A GOOD pub landlady is many things. She is a confidante, a counsellor and a comedienne. She is both friend and law enforcer. She is a businesswoman and an ambassador - not to mention cook, waitress and chief bottle washer. Find any lively, popular and trouble-free public house and you will inevitably find a respected landlady behind the bar.

Susan Warren was one of this breed. For 15 years she performed the multiple role of landlady, running the Boot & Shoe in Tockwith alongside her husband Patrick. They were a partnership, both in marriage and in business. An equal partnership, as their job title - joint managers - made clear.

That contract was so binding that when Mr Warren took early retirement on health grounds, pub owners Samuel Smith insisted his wife left too.

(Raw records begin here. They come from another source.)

//! Process-local store for local runs and tests.
//!
//! Keyword and location matching are case-insensitive substring matches.
//! `set_failing(true)` makes every call fail as if the backend were down.

use std::collections::HashMap;
use std::sync::atomic::{AtomicBool, Ordering};

use async_trait::async_trait;
use chrono::Utc;
use tokio::sync::RwLock;

use jobhub_models::{Job, JobId, Profile, ProfileUpdate, SearchUsageRecord};

use super::{JobStore, ProfileStore, StoreError, StoreResult, UsageStore};

#[derive(Default)]
struct MemoryData {
    jobs: Vec<Job>,
    profiles: HashMap<String, Profile>,
    usage: HashMap<(String, String), SearchUsageRecord>,
}

#[derive(Default)]
pub struct MemoryStore {
    data: RwLock<MemoryData>,
    failing: AtomicBool,
}

impl MemoryStore {
    pub fn new() -> Self {
        Self::default()
    }

    pub fn with_jobs(jobs: Vec<Job>) -> Self {
        Self {
            data: RwLock::new(MemoryData {
                jobs,
                ..Default::default()
            }),
            failing: AtomicBool::new(false),
        }
    }

    pub async fn insert_job(&self, job: Job) {
        self.data.write().await.jobs.push(job);
    }

    /// Simulate an outage (or recovery) of the backing store.
    pub fn set_failing(&self, failing: bool) {
        self.failing.store(failing, Ordering::SeqCst);
    }

    /// Mark a user premium (or not), creating the profile if needed.
    pub async fn set_premium(&self, user_id: &str, is_premium: bool) {
        let now = Utc::now();
        let mut data = self.data.write().await;
        let profile = data
            .profiles
            .entry(user_id.to_string())
            .or_insert_with(|| Profile::new(user_id, now));
        profile.is_premium = is_premium;
        profile.updated_at = now;
    }

    pub async fn profile_count(&self) -> usize {
        self.data.read().await.profiles.len()
    }

    fn check_available(&self) -> StoreResult<()> {
        if self.failing.load(Ordering::SeqCst) {
            Err(StoreError::Unavailable("memory store set to fail".to_string()))
        } else {
            Ok(())
        }
    }
}

fn contains_ci(haystack: &str, needle: &str) -> bool {
    haystack.to_lowercase().contains(&needle.to_lowercase())
}

fn newest_first(jobs: &mut [Job]) {
    jobs.sort_by(|a, b| b.created_at.cmp(&a.created_at));
}

#[async_trait]
impl JobStore for MemoryStore {
    async fn list(&self, limit: u32, offset: u32) -> StoreResult<Vec<Job>> {
        self.check_available()?;
        let mut jobs = self.data.read().await.jobs.clone();
        newest_first(&mut jobs);
        Ok(jobs
            .into_iter()
            .skip(offset as usize)
            .take(limit as usize)
            .collect())
    }

    async fn search(
        &self,
        keyword: &str,
        location: Option<&str>,
        limit: u32,
    ) -> StoreResult<Vec<Job>> {
        self.check_available()?;
        let mut jobs: Vec<Job> = self
            .data
            .read()
            .await
            .jobs
            .iter()
            .filter(|j| contains_ci(&j.title, keyword) || contains_ci(&j.description, keyword))
            .filter(|j| match location {
                Some(loc) if !loc.is_empty() => contains_ci(&j.location, loc),
                _ => true,
            })
            .cloned()
            .collect();
        newest_first(&mut jobs);
        jobs.truncate(limit as usize);
        Ok(jobs)
    }

    async fn count(&self) -> StoreResult<u64> {
        self.check_available()?;
        Ok(self.data.read().await.jobs.len() as u64)
    }

    async fn get_by_slug(&self, slug: &str) -> StoreResult<Option<Job>> {
        self.check_available()?;
        Ok(self
            .data
            .read()
            .await
            .jobs
            .iter()
            .find(|j| j.public_slug() == Some(slug))
            .cloned())
    }

    async fn range(&self, offset: u64, count: u64) -> StoreResult<Vec<Job>> {
        self.check_available()?;
        let mut jobs = self.data.read().await.jobs.clone();
        jobs.sort_by(|a, b| a.created_at.cmp(&b.created_at));
        Ok(jobs
            .into_iter()
            .skip(offset as usize)
            .take(count as usize)
            .collect())
    }

    async fn pending_enrichment(&self, limit: u32) -> StoreResult<Vec<Job>> {
        self.check_available()?;
        let mut jobs: Vec<Job> = self
            .data
            .read()
            .await
            .jobs
            .iter()
            .filter(|j| j.needs_enrichment())
            .cloned()
            .collect();
        newest_first(&mut jobs);
        jobs.truncate(limit as usize);
        Ok(jobs)
    }

    async fn set_enhanced_description(&self, id: &JobId, text: &str) -> StoreResult<()> {
        self.check_available()?;
        let mut data = self.data.write().await;
        let job = data
            .jobs
            .iter_mut()
            .find(|j| &j.id == id)
            .ok_or_else(|| StoreError::NotFound(format!("jobs/{}", id)))?;
        job.enhanced_description = Some(text.to_string());
        job.updated_at = Some(Utc::now());
        Ok(())
    }

    async fn ping(&self) -> StoreResult<()> {
        self.check_available()
    }
}

#[async_trait]
impl ProfileStore for MemoryStore {
    async fn get(&self, user_id: &str) -> StoreResult<Option<Profile>> {
        self.check_available()?;
        Ok(self.data.read().await.profiles.get(user_id).cloned())
    }

    async fn upsert(&self, update: ProfileUpdate) -> StoreResult<Profile> {
        self.check_available()?;
        let now = Utc::now();
        let mut data = self.data.write().await;
        let profile = data
            .profiles
            .entry(update.user_id.clone())
            .or_insert_with(|| Profile::new(&update.user_id, now));
        profile.apply(update, now);
        Ok(profile.clone())
    }
}

#[async_trait]
impl UsageStore for MemoryStore {
    async fn get_for_day(
        &self,
        user_id: &str,
        date: &str,
    ) -> StoreResult<Option<SearchUsageRecord>> {
        self.check_available()?;
        Ok(self
            .data
            .read()
            .await
            .usage
            .get(&(user_id.to_string(), date.to_string()))
            .cloned())
    }

    async fn increment(&self, user_id: &str, date: &str) -> StoreResult<SearchUsageRecord> {
        self.check_available()?;
        let mut data = self.data.write().await;
        let record = data
            .usage
            .entry((user_id.to_string(), date.to_string()))
            .or_insert_with(|| SearchUsageRecord::new(user_id, date));
        record.searches_used = record.searches_used.saturating_add(1);
        Ok(record.clone())
    }
}
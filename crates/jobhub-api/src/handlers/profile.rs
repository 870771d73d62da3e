//! Profile handlers.

use axum::extract::{Query, State};
use axum::Json;
use serde::{Deserialize, Serialize};
use tracing::info;
use validator::Validate;

use jobhub_models::{Profile, ProfileUpdate};

use crate::error::{ApiError, ApiResult};
use crate::state::AppState;

#[derive(Debug, Deserialize)]
#[serde(rename_all = "camelCase")]
pub struct ProfileParams {
    pub user_id: Option<String>,
}

#[derive(Serialize)]
pub struct ProfileResponse {
    pub success: bool,
    pub profile: Profile,
}

/// Get a user's profile.
pub async fn get_profile(
    State(state): State<AppState>,
    Query(params): Query<ProfileParams>,
) -> ApiResult<Json<Profile>> {
    let user_id = params
        .user_id
        .as_deref()
        .map(str::trim)
        .filter(|u| !u.is_empty())
        .ok_or_else(|| ApiError::bad_request("userId is required"))?;

    let profile = state
        .profiles
        .get(user_id)
        .await?
        .ok_or_else(|| ApiError::not_found("Profile not found"))?;

    Ok(Json(profile))
}

/// Create or update a user's profile.
pub async fn upsert_profile(
    State(state): State<AppState>,
    Json(mut update): Json<ProfileUpdate>,
) -> ApiResult<Json<ProfileResponse>> {
    update.user_id = update.user_id.trim().to_string();
    if update.user_id.is_empty() {
        return Err(ApiError::bad_request("userId is required"));
    }
    update.validate()?;

    let profile = state.profiles.upsert(update).await?;
    info!(user_id = %profile.user_id, "Profile saved");

    Ok(Json(ProfileResponse {
        success: true,
        profile,
    }))
}
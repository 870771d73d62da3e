//! Search quota handlers.

use axum::extract::{Query, State};
use axum::Json;
use serde::{Deserialize, Serialize};

use crate::error::{ApiError, ApiResult};
use crate::services::UsageStatus;
use crate::state::AppState;

#[derive(Debug, Deserialize)]
#[serde(rename_all = "camelCase")]
pub struct SearchUsageParams {
    pub user_id: Option<String>,
}

#[derive(Debug, Deserialize)]
#[serde(rename_all = "camelCase")]
pub struct RecordSearchRequest {
    #[serde(default)]
    pub user_id: String,
}

#[derive(Debug, Serialize)]
#[serde(rename_all = "camelCase")]
pub struct SearchUsageResponse {
    pub can_search: bool,
    pub searches_used: u32,
    pub searches_remaining: u32,
    pub is_premium: bool,
    pub limit: u32,
}

impl From<UsageStatus> for SearchUsageResponse {
    fn from(status: UsageStatus) -> Self {
        Self {
            can_search: status.allowance.allowed,
            searches_used: status.allowance.used,
            searches_remaining: status.allowance.remaining,
            is_premium: status.is_premium,
            limit: status.limit,
        }
    }
}

fn require_user_id(user_id: Option<&str>) -> ApiResult<&str> {
    user_id
        .map(str::trim)
        .filter(|u| !u.is_empty())
        .ok_or_else(|| ApiError::bad_request("userId is required"))
}

/// Today's quota position. Store failures yield the fail-open payload.
pub async fn get_search_usage(
    State(state): State<AppState>,
    Query(params): Query<SearchUsageParams>,
) -> ApiResult<Json<SearchUsageResponse>> {
    let user_id = require_user_id(params.user_id.as_deref())?;
    Ok(Json(state.usage.status(user_id).await.into()))
}

/// Count one performed search and return the updated position. A user
/// already at their limit gets 429 and the counter is left unchanged.
pub async fn record_search_usage(
    State(state): State<AppState>,
    Json(request): Json<RecordSearchRequest>,
) -> ApiResult<Json<SearchUsageResponse>> {
    let user_id = require_user_id(Some(&request.user_id))?;

    let status = state.usage.status(user_id).await;
    if !status.allowance.allowed {
        return Err(ApiError::QuotaExceeded {
            used: status.allowance.used,
            limit: status.limit,
        });
    }

    state.usage.record_search(user_id).await;
    Ok(Json(state.usage.status(user_id).await.into()))
}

Yet, according to a ground-breaking legal claim by her solicitors, Langleys, up until that point Mrs Warren had never been treated as an equal partner by the brewery. She was only allocated one fifth of the amount earned by her husband - which worked out at less than the minimum wage. Neither did she enjoy the benefits, including access to a pension scheme, that he did.

Mrs Warren is taking Samuel Smith to an industrial tribunal seeking equal pay and compensation. Countless other women in the licensed trade will be watching the case with great interest. They also stand to benefit from a successful outcome, the lawyers believe.

That would suggest that archaic pay structures and working conditions are widespread in the industry.

It seems that the age of equality has so far passed by pub landladies. But women workers can fight back, as the recent court victory by North Yorkshire dinner ladies demonstrated.

If pub landladies do secure a better deal, one that recognises they have a worth independent of their husband, every fair-minded pub-goer in the land will toast their success.